Thursday, September 14, 2023

PBS Digital explains how climate change can make us sick

I last wrote about the health effects of climate change in PBS Eons on mosquito evolution for World Mosquito Day. Before that, I posted Vox warns 'A desert fungus that infects humans is spreading', another disease being made worse by climate change. PBS Terra covered both mosquito-borne diseases and valley fever and more when it asked These Diseases LOVE a Warmer World But Which Should We Worry About?

As our world gets warmer and our climate gets more extreme, the weather isn’t the only thing that’s changing and becoming more dangerous. Disease vectors are also spreading and becoming riskier to humans. In this episode of Weathered, we delve into some of the world’s biggest killers, like Malaria and Dengue, but also discuss some smaller, and creepier threats that are becoming more common.

And PBS Vitals co-host, Dr. Alok Patel, helps us understand the measures we can all take to keep ourselves as safe as possible amid this ever-changing landscape of infectious disease.
While I've written about West Nile virus and other mosquito-borne diseases here, I haven't mentioned Lyme disease before, even in connection with climate change. It's about time I did.

Maiya May of "Weathered" referred her viewers to PBS Vitals asking How Are Wildfires Making Us Sick?

Right here, on the heels of the Lahaina disaster and a summer full of Canadian wildfire smoke, we’ve been wondering: when the air fills with smoke, what are you really breathing? How best to protect yourself? And how bad is it going to get?
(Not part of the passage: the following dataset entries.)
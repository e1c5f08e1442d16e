//! # Code Page 437
//!
//! The original IBM PC character set and the power-on code table of most
//! ESC/POS printers (`ESC t 0`). The lower half is ASCII; the upper half
//! holds accented Latin letters, box drawing, shading blocks, Greek letters
//! and math symbols.

/// Upper half of CP437: `CP437_HIGH[i]` is the character printed for byte `0x80 + i`.
pub const CP437_HIGH: [char; 128] = [
    // 0x80
    'Ç', 'ü', 'é', 'â', 'ä', 'à', 'å', 'ç', 'ê', 'ë', 'è', 'ï', 'î', 'ì', 'Ä', 'Å',
    // 0x90
    'É', 'æ', 'Æ', 'ô', 'ö', 'ò', 'û', 'ù', 'ÿ', 'Ö', 'Ü', '¢', '£', '¥', '₧', 'ƒ',
    // 0xA0
    'á', 'í', 'ó', 'ú', 'ñ', 'Ñ', 'ª', 'º', '¿', '⌐', '¬', '½', '¼', '¡', '«', '»',
    // 0xB0
    '░', '▒', '▓', '│', '┤', '╡', '╢', '╖', '╕', '╣', '║', '╗', '╝', '╜', '╛', '┐',
    // 0xC0
    '└', '┴', '┬', '├', '─', '┼', '╞', '╟', '╚', '╔', '╩', '╦', '╠', '═', '╬', '╧',
    // 0xD0
    '╨', '╤', '╥', '╙', '╘', '╒', '╓', '╫', '╪', '┘', '┌', '█', '▄', '▌', '▐', '▀',
    // 0xE0
    'α', 'ß', 'Γ', 'π', 'Σ', 'σ', 'µ', 'τ', 'Φ', 'Θ', 'Ω', 'δ', '∞', 'φ', 'ε', '∩',
    // 0xF0
    '≡', '±', '≥', '≤', '⌠', '⌡', '÷', '≈', '°', '∙', '·', '√', 'ⁿ', '²', '■', '\u{00A0}',
];

/// Map one character to its CP437 byte.
///
/// Returns `None` if the character has no CP437 representation.
pub fn encode_char(ch: char) -> Option<u8> {
    if ch.is_ascii() {
        return Some(ch as u8);
    }
    CP437_HIGH
        .iter()
        .position(|&c| c == ch)
        .map(|i| 0x80 + i as u8)
}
Along with Alok, Maiya May from Weathered brings some long-term perspective on fires, climate change and the shifting patterns of where we live.
I'm recycling my remarks from PBS NewsHour reports 'Record-breaking global temperature, raging wildfires highlight effects of climate change' plus Thursday broke another record as part of my reaction.
During May and June, smoke from those wildfires has twice blown south into the eastern half of the U.S. and created unhealthy to hazardous air quality from Chicago to New York, with Detroit in-between. Last week, the smoke was thick enough that it matched the worst-looking air pollution I ever saw growing up in Los Angeles. I have never seen air quality this bad in the 34 years I've lived here. My students even asked me why it was happening. Unfortunately, they were my geology students. If my environmental science students had asked, I'd have used the smoke as an example of three of Commoner's Laws, everything is connected to everything else, everything must go somewhere, so there is no "away," and there is no free lunch. If the smoke returns, I might still.
Fortunately, the smoke hasn't returned enough to get my students to ask, but the risk remains.